Cooley's latest petition, which the undersigned treats as his operative § 2254 habeas petition, was docketed on December 18, 2023. (Doc. 32). Unfortunately, as explained below, it seems Cooley has chosen to ignore this Court's directives about how to correct the defects in his previous petitions. Cooley's latest petition is even more deficient than the others. Because it “plainly appears from the petition and any attached exhibits that the petitioner is not entitled to relief in the district court,” the undersigned recommends that Cooley's petition be dismissed. See Rules Governing § 2254 Cases, R. 4.
II. ANALYSIS
A. Cooley's petition does not satisfy applicable pleading standards and, even with a liberal reading, fails to allege a violation of the Constitution or laws or treaties of the United States as required by 28 U.S.C. § 2254 .

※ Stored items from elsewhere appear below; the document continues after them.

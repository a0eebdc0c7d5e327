//! Remote image loading.
//!
//! A pasted URL is tried against an ordered list of [`LoadStrategy`]s. Each
//! attempt gets its own timeout; the first one that succeeds wins.
//!
//! 1. `strict`: download, require an `image/*` content type and a readable image header
//! 2. `lenient`: download, ignore the content type, sniff the bytes
//! 3. `pattern`: accept without downloading if the URL looks like an image link

use async_trait::async_trait;
use image::ImageReader;
use std::io::Cursor;
use std::sync::Arc;
use std::time::Duration;
use tracing::{debug, info, warn};
use url::Url;

use crate::error::MemeError;

use super::{RemoteImage, SourceFormat};

/// Per-attempt timeout used when none is configured.
pub const DEFAULT_ATTEMPT_TIMEOUT: Duration = Duration::from_secs(10);

/// Message shown when every strategy failed.
pub const REMOTE_FAILURE_HINT: &str = "Failed to load image from URL. The image may not be publicly accessible or may have CORS restrictions. Try:\n\n\
• Direct image links (ending in .jpg, .png, etc.)\n\
• Images from imgur.com, i.redd.it, or other image hosts\n\
• Make sure the URL is correct and publicly accessible";

const IMAGE_EXTENSIONS: &[&str] = &[".jpg", ".jpeg", ".png", ".gif", ".webp", ".bmp", ".svg"];
const PERMISSIVE_HOSTS: &[&str] = &["imgur", "giphy", "tenor"];

/// One way of turning a URL into an image.
#[async_trait]
pub trait LoadStrategy: Send + Sync {
    fn name(&self) -> &'static str;

    /// `Ok(Some(bytes))` when downloaded, `Ok(None)` when accepted without
    /// downloading, `Err` when this strategy cannot load the URL.
    async fn attempt(&self, url: &Url) -> Result<Option<Vec<u8>>, MemeError>;
}

/// Validate user input as an absolute http(s) URL.
pub fn validate_url(input: &str) -> Result<Url, MemeError> {
    let input = input.trim();
    if input.is_empty() {
        return Err(MemeError::validation("Please enter a valid image URL"));
    }
    let url = Url::parse(input).map_err(|_| MemeError::validation("Please enter a valid URL"))?;
    if !matches!(url.scheme(), "http" | "https") {
        return Err(MemeError::validation("Please enter a valid URL"));
    }
    Ok(url)
}

/// Download a URL and return its body. Shared by the fetch strategies and the
/// compositor (for URLs accepted by pattern only).
pub async fn fetch_bytes(http: &reqwest::Client, url: &Url, require_image_type: bool) -> Result<Vec<u8>, MemeError> {
    let response = http
        .get(url.clone())
        .send()
        .await
        .map_err(|e| MemeError::Load(format!("Failed to download {}: {}", url, e)))?;
    if !response.status().is_success() {
        return Err(MemeError::Load(format!(
            "Failed to download {}: HTTP {}",
            url,
            response.status()
        )));
    }
    if require_image_type {
        let content_type = response
            .headers()
            .get(reqwest::header::CONTENT_TYPE)
            .and_then(|v| v.to_str().ok())
            .unwrap_or("");
        if !content_type.to_lowercase().starts_with("image/") {
            return Err(MemeError::Load(format!(
                "{} is not an image (content type '{}')",
                url, content_type
            )));
        }
    }
    let bytes = response
        .bytes()
        .await
        .map_err(|e| MemeError::Load(format!("Failed to read image data: {}", e)))?;
    Ok(bytes.to_vec())
}

/// Check that the bytes carry a readable image header.
fn probe_image(bytes: &[u8]) -> Result<(u32, u32), MemeError> {
    ImageReader::new(Cursor::new(bytes))
        .with_guessed_format()
        .map_err(|e| MemeError::Decode(format!("Failed to read image: {}", e)))?
        .into_dimensions()
        .map_err(|e| MemeError::Decode(format!("Failed to decode image: {}", e)))
}

/// Download with a strict content-type check.
pub struct StrictFetch {
    http: reqwest::Client,
}

#[async_trait]
impl LoadStrategy for StrictFetch {
    fn name(&self) -> &'static str {
        "strict"
    }

    async fn attempt(&self, url: &Url) -> Result<Option<Vec<u8>>, MemeError> {
        let bytes = fetch_bytes(&self.http, url, true).await?;
        probe_image(&bytes)?;
        Ok(Some(bytes))
    }
}

/// Download and sniff, for hosts that send wrong content types.
pub struct LenientFetch {
    http: reqwest::Client,
}

#[async_trait]
impl LoadStrategy for LenientFetch {
    fn name(&self) -> &'static str {
        "lenient"
    }

    async fn attempt(&self, url: &Url) -> Result<Option<Vec<u8>>, MemeError> {
        let bytes = fetch_bytes(&self.http, url, false).await?;
        image::guess_format(&bytes)
            .map_err(|_| MemeError::Decode(format!("{} did not return an image", url)))?;
        Ok(Some(bytes))
    }
}

/// Accept image-looking links without downloading them.
pub struct PatternMatch;

impl PatternMatch {
    pub fn matches(url: &Url) -> bool {
        let path = url.path().to_lowercase();
        let full = url.as_str().to_lowercase();
        IMAGE_EXTENSIONS.iter().any(|ext| path.ends_with(ext))
            || PERMISSIVE_HOSTS.iter().any(|host| full.contains(host))
    }
}

#[async_trait]
impl LoadStrategy for PatternMatch {
    fn name(&self) -> &'static str {
        "pattern"
    }

    async fn attempt(&self, url: &Url) -> Result<Option<Vec<u8>>, MemeError> {
        if Self::matches(url) {
            Ok(None)
        } else {
            Err(MemeError::Load(format!("{} does not look like an image link", url)))
        }
    }
}

/// Runs strategies in order until one accepts the URL.
pub struct RemoteResolver {
    strategies: Vec<Box<dyn LoadStrategy>>,
    attempt_timeout: Duration,
}

impl RemoteResolver {
    pub fn new(strategies: Vec<Box<dyn LoadStrategy>>, attempt_timeout: Duration) -> Self {
        Self {
            strategies,
            attempt_timeout,
        }
    }

    /// The standard strict → lenient → pattern chain.
    pub fn standard(http: reqwest::Client, attempt_timeout: Duration) -> Self {
        Self::new(
            vec![
                Box::new(StrictFetch { http: http.clone() }),
                Box::new(LenientFetch { http }),
                Box::new(PatternMatch),
            ],
            attempt_timeout,
        )
    }

    pub async fn resolve(&self, input: &str) -> Result<RemoteImage, MemeError> {
        let url = validate_url(input)?;

        for strategy in &self.strategies {
            match tokio::time::timeout(self.attempt_timeout, strategy.attempt(&url)).await {
                Ok(Ok(bytes)) => {
                    info!(target: "source", "Loaded {} via {} strategy", url, strategy.name());
                    let format = SourceFormat::for_remote(url.as_str(), bytes.as_deref());
                    return Ok(RemoteImage {
                        url: url.to_string(),
                        bytes: bytes.map(Arc::new),
                        format,
                        strategy: strategy.name(),
                    });
                }
                Ok(Err(e)) => {
                    debug!(target: "source", "{} strategy failed for {}: {}", strategy.name(), url, e);
                }
                Err(_) => {
                    debug!(
                        target: "source",
                        "{} strategy timed out after {:?} for {}",
                        strategy.name(),
                        self.attempt_timeout,
                        url
                    );
                }
            }
        }

        warn!(target: "source", "Unable to load image from {}", url);
        Err(MemeError::Load(REMOTE_FAILURE_HINT.to_string()))
    }
}

#[cfg(test)]
mod tests {
    use super::*;
    use std::sync::Mutex;

    /// Strategy with a scripted outcome that records when it ran.
    struct Scripted {
        name: &'static str,
        outcome: Option<Option<Vec<u8>>>,
        delay: Duration,
        calls: Arc<Mutex<Vec<&'static str>>>,
    }

    #[async_trait]
    impl LoadStrategy for Scripted {
        fn name(&self) -> &'static str {
            self.name
        }

        async fn attempt(&self, _url: &Url) -> Result<Option<Vec<u8>>, MemeError> {
            self.calls.lock().unwrap().push(self.name);
            tokio::time::sleep(self.delay).await;
            self.outcome
                .clone()
                .ok_or_else(|| MemeError::Load(format!("{} failed", self.name)))
        }
    }

    fn scripted(
        name: &'static str,
        outcome: Option<Option<Vec<u8>>>,
        calls: &Arc<Mutex<Vec<&'static str>>>,
    ) -> Box<dyn LoadStrategy> {
        Box::new(Scripted {
            name,
            outcome,
            delay: Duration::ZERO,
            calls: calls.clone(),
        })
    }

    #[test]
    fn test_validate_url() {
        assert_eq!(validate_url("   ").unwrap_err().to_string(), "Please enter a valid image URL");
        assert_eq!(validate_url("not a url").unwrap_err().to_string(), "Please enter a valid URL");
        assert!(validate_url("ftp://x.com/a.png").is_err());
        assert!(validate_url(" https://x.com/a.png ").is_ok());
    }

    #[test]
    fn test_pattern_match() {
        let ok = |s: &str| PatternMatch::matches(&Url::parse(s).unwrap());
        assert!(ok("https://example.com/cat.JPG"));
        assert!(ok("https://example.com/cat.webp?size=large"));
        assert!(ok("https://imgur.com/gallery/abc"));
        assert!(ok("https://media.giphy.com/media/abc/"));
        assert!(ok("https://tenor.com/view/abc"));
        assert!(!ok("https://example.com/page.html"));
        assert!(!ok("https://example.com/png"));
    }

    #[tokio::test]
    async fn test_first_success_wins() {
        let calls = Arc::new(Mutex::new(Vec::new()));
        let resolver = RemoteResolver::new(
            vec![
                scripted("a", None, &calls),
                scripted("b", Some(Some(b"GIF89a".to_vec())), &calls),
                scripted("c", Some(None), &calls),
            ],
            Duration::from_secs(1),
        );

        let image = resolver.resolve("https://example.com/funny").await.unwrap();
        assert_eq!(image.strategy, "b");
        assert_eq!(image.format, SourceFormat::Gif);
        assert_eq!(image.bytes.as_deref().map(|b| b.as_slice()), Some(&b"GIF89a"[..]));
        assert_eq!(*calls.lock().unwrap(), vec!["a", "b"]);
    }

    #[tokio::test]
    async fn test_timeout_moves_to_next_strategy() {
        let calls = Arc::new(Mutex::new(Vec::new()));
        let slow = Box::new(Scripted {
            name: "slow",
            outcome: Some(Some(vec![0])),
            delay: Duration::from_secs(30),
            calls: calls.clone(),
        });
        let resolver = RemoteResolver::new(
            vec![slow, scripted("pattern", Some(None), &calls)],
            Duration::from_millis(20),
        );

        let image = resolver.resolve("https://example.com/cat.png").await.unwrap();
        assert_eq!(image.strategy, "pattern");
        assert!(image.bytes.is_none());
        assert_eq!(image.format, SourceFormat::Png);
    }

    #[tokio::test]
    async fn test_gif_url_wins_over_png_body() {
        let calls = Arc::new(Mutex::new(Vec::new()));
        let png = vec![0x89, b'P', b'N', b'G', 0x0D, 0x0A, 0x1A, 0x0A];
        let resolver = RemoteResolver::new(vec![scripted("lenient", Some(Some(png)), &calls)], Duration::from_secs(1));

        let image = resolver
            .resolve("https://media.giphy.com/media/abc/giphy.gif")
            .await
            .unwrap();
        assert_eq!(image.format, SourceFormat::Gif);
    }

    #[tokio::test]
    async fn test_all_strategies_fail() {
        let calls = Arc::new(Mutex::new(Vec::new()));
        let resolver = RemoteResolver::new(
            vec![scripted("a", None, &calls), scripted("b", None, &calls)],
            Duration::from_secs(1),
        );
        let err = resolver.resolve("https://example.com/page").await.unwrap_err();
        assert!(matches!(err, MemeError::Load(ref msg) if msg.contains("CORS")));
        assert_eq!(calls.lock().unwrap().len(), 2);
    }

    #[tokio::test]
    async fn test_invalid_url_tries_nothing() {
        let calls = Arc::new(Mutex::new(Vec::new()));
        let resolver = RemoteResolver::new(vec![scripted("a", Some(None), &calls)], Duration::from_secs(1));
        assert!(matches!(resolver.resolve("nope").await, Err(MemeError::Validation(_))));
        assert!(calls.lock().unwrap().is_empty());
    }
}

Cooley's petition is ripe for dismissal because it (1) fails to meet applicable pleading standards and (2) does not allege that Cooley is “in custody in violation of the Constitution or laws or treaties of the United States” as required by 28 U.S.C. § 2254(a).

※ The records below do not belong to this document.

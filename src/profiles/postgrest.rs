//! PostgREST-backed [`ProfileStore`] (the hosted `commander_profiles` table).

use async_trait::async_trait;
use reqwest::header::{AUTHORIZATION, HeaderMap, HeaderValue};
use reqwest::{Method, RequestBuilder, StatusCode};
use serde::Serialize;
use serde::de::{DeserializeOwned, IgnoredAny};
use std::time::Duration;
use tracing::{debug, warn};
use url::Url;

use super::{CommanderProfile, ProfileStore, ProfileUpdate, STARTING_RANK};
use crate::error::MemeError;

const TABLE: &str = "commander_profiles";

#[derive(Serialize)]
struct NewProfile<'a> {
    wallet_address: &'a str,
    commander_name: &'a str,
    rank: &'a str,
    missions_completed: u32,
    total_score: u64,
}

fn eq(value: &str) -> String {
    format!("eq.{}", value)
}

pub struct PostgrestStore {
    http: reqwest::Client,
    table_url: Url,
}

impl PostgrestStore {
    /// Connect to `{base_url}/rest/v1/commander_profiles` with an API key.
    pub fn new(base_url: &str, api_key: &str, timeout: Duration) -> Result<Self, MemeError> {
        let table_url = table_url(base_url)?;

        let mut headers = HeaderMap::new();
        let key = HeaderValue::from_str(api_key)
            .map_err(|e| MemeError::Profile(format!("Invalid profile store key: {}", e)))?;
        let bearer = HeaderValue::from_str(&format!("Bearer {}", api_key))
            .map_err(|e| MemeError::Profile(format!("Invalid profile store key: {}", e)))?;
        headers.insert("apikey", key);
        headers.insert(AUTHORIZATION, bearer);

        let http = reqwest::Client::builder()
            .default_headers(headers)
            .timeout(timeout)
            .build()?;
        Ok(Self { http, table_url })
    }

    fn request(&self, method: Method) -> RequestBuilder {
        self.http.request(method, self.table_url.clone())
    }

    async fn rows<T: DeserializeOwned>(&self, request: RequestBuilder) -> Result<Vec<T>, MemeError> {
        let response = request
            .send()
            .await
            .map_err(|e| MemeError::Profile(format!("Profile store unreachable: {}", e)))?;
        let status = response.status();
        if status == StatusCode::CONFLICT {
            return Err(MemeError::validation("Commander name is already taken"));
        }
        if !status.is_success() {
            let body = response.text().await.unwrap_or_default();
            warn!(target: "profiles", "Profile store returned {}: {}", status, body);
            return Err(MemeError::Profile(format!("Profile store returned HTTP {}", status)));
        }
        response
            .json()
            .await
            .map_err(|e| MemeError::Profile(format!("Malformed profile response: {}", e)))
    }

    async fn first(&self, request: RequestBuilder) -> Result<Option<CommanderProfile>, MemeError> {
        Ok(self.rows(request).await?.into_iter().next())
    }
}

/// REST endpoint for the profiles table under a hosted project URL.
pub fn table_url(base_url: &str) -> Result<Url, MemeError> {
    let mut url = Url::parse(base_url)
        .map_err(|e| MemeError::Profile(format!("Invalid profile store URL '{}': {}", base_url, e)))?;
    url.path_segments_mut()
        .map_err(|_| MemeError::Profile(format!("Profile store URL cannot be a base: {}", base_url)))?
        .pop_if_empty()
        .extend(["rest", "v1", TABLE]);
    Ok(url)
}

#[async_trait]
impl ProfileStore for PostgrestStore {
    async fn exists(&self, wallet: &str) -> Result<bool, MemeError> {
        let request = self
            .request(Method::GET)
            .query(&[("select", "id".to_string()), ("wallet_address", eq(wallet))]);
        Ok(!self.rows::<IgnoredAny>(request).await?.is_empty())
    }

    async fn create(&self, wallet: &str, commander_name: &str) -> Result<CommanderProfile, MemeError> {
        let name = super::validate_name(commander_name)?;
        if self.exists(wallet).await? {
            return Err(MemeError::validation("A profile already exists for this wallet"));
        }
        if !self.is_name_available(name).await? {
            return Err(MemeError::validation("Commander name is already taken"));
        }
        let body = NewProfile {
            wallet_address: wallet,
            commander_name: name,
            rank: STARTING_RANK,
            missions_completed: 0,
            total_score: 0,
        };
        let request = self
            .request(Method::POST)
            .header("Prefer", "return=representation")
            .json(&body);
        debug!(target: "profiles", "Creating profile for {}", wallet);
        self.first(request)
            .await?
            .ok_or_else(|| MemeError::Profile("Profile store returned no row on insert".to_string()))
    }

    async fn get(&self, wallet: &str) -> Result<Option<CommanderProfile>, MemeError> {
        let request = self
            .request(Method::GET)
            .query(&[("select", "*".to_string()), ("wallet_address", eq(wallet))]);
        self.first(request).await
    }

    async fn update(&self, wallet: &str, update: ProfileUpdate) -> Result<CommanderProfile, MemeError> {
        let request = self
            .request(Method::PATCH)
            .query(&[("wallet_address", eq(wallet))])
            .header("Prefer", "return=representation")
            .json(&update);
        self.first(request)
            .await?
            .ok_or_else(|| MemeError::NotFound(format!("profile for wallet {}", wallet)))
    }

    async fn delete(&self, wallet: &str) -> Result<(), MemeError> {
        let request = self
            .request(Method::DELETE)
            .query(&[("wallet_address", eq(wallet))])
            .header("Prefer", "return=representation");
        self.rows::<IgnoredAny>(request).await?;
        Ok(())
    }

    async fn is_name_available(&self, commander_name: &str) -> Result<bool, MemeError> {
        let request = self
            .request(Method::GET)
            .query(&[("select", "id".to_string()), ("commander_name", eq(commander_name.trim()))]);
        Ok(self.rows::<IgnoredAny>(request).await?.is_empty())
    }

    async fn leaderboard(&self, limit: usize) -> Result<Vec<CommanderProfile>, MemeError> {
        let request = self.request(Method::GET).query(&[
            ("select", "*".to_string()),
            ("order", LEADERBOARD_ORDER.to_string()),
            ("limit", limit.to_string()),
        ]);
        self.rows(request).await
    }
}

/// Same order as [`leaderboard_order`](super::leaderboard_order).
const LEADERBOARD_ORDER: &str = "total_score.desc.nullslast,missions_completed.desc.nullslast";

#[cfg(test)]
mod tests {
    use super::*;
    use pretty_assertions::assert_eq;

    #[test]
    fn test_leaderboard_puts_nulls_last() {
        assert!(LEADERBOARD_ORDER.split(',').all(|column| column.ends_with(".desc.nullslast")));
    }

    #[test]
    fn test_table_url() {
        assert_eq!(
            table_url("https://abc.supabase.co").unwrap().as_str(),
            "https://abc.supabase.co/rest/v1/commander_profiles"
        );
        assert_eq!(
            table_url("https://abc.supabase.co/").unwrap().as_str(),
            "https://abc.supabase.co/rest/v1/commander_profiles"
        );
        assert!(table_url("not a url").is_err());
    }

    #[test]
    fn test_new_rejects_bad_key() {
        assert!(PostgrestStore::new("https://abc.supabase.co", "bad\nkey", Duration::from_secs(1)).is_err());
        assert!(PostgrestStore::new("https://abc.supabase.co", "anon-key", Duration::from_secs(1)).is_ok());
    }

    #[test]
    fn test_new_profile_body() {
        let body = NewProfile {
            wallet_address: "w",
            commander_name: "Ace",
            rank: STARTING_RANK,
            missions_completed: 0,
            total_score: 0,
        };
        assert_eq!(
            serde_json::to_value(&body).unwrap(),
            serde_json::json!({
                "wallet_address": "w",
                "commander_name": "Ace",
                "rank": "Recruit",
                "missions_completed": 0,
                "total_score": 0
            })
        );
    }
}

To begin, Cooley's petition does not meet applicable pleading requirements. The Supreme Court has made clear that habeas petitioners like Cooley must meet “heightened pleading requirements.” McFarland v. Scott, 512 U.S. 849, 856 (1994); see also Borden v. Allen, 646 F.3d 785, 810 (11th Cir. 2011) (holding that § 2254 requires “fact pleading” and not merely “notice pleading”). This requires more than just asserting a ground for relief; each ground must be supported by sufficient factual detail. See Rules Governing § 2254 Cases, R. 2(c) (requiring a state prisoner to “specify all the grounds for relief available to the petitioner” and “state the facts supporting each ground”). The petition should also cite to “controlling constitutional, statutory, or other bases for relief.” Reynolds v. Dunn, 2022 U.S. Dist. LEXIS 54163, at *88, 2022 WL 895947, at *29 (N.D. Ala. Mar. 25, 2022) (quoting 1 Randy Hertz & James S. Liebman, Federal Habeas Corpus Practice and Procedure § 11.6, at 654 (5th ed. 2005)). Rule 4 authorizes sua sponte dismissal of vague and conclusory claims that do not adhere to the pleading requirements of Rule 2(c) of the Rules Governing Section 2254 Cases. See Borden, 646 F.3d at 810.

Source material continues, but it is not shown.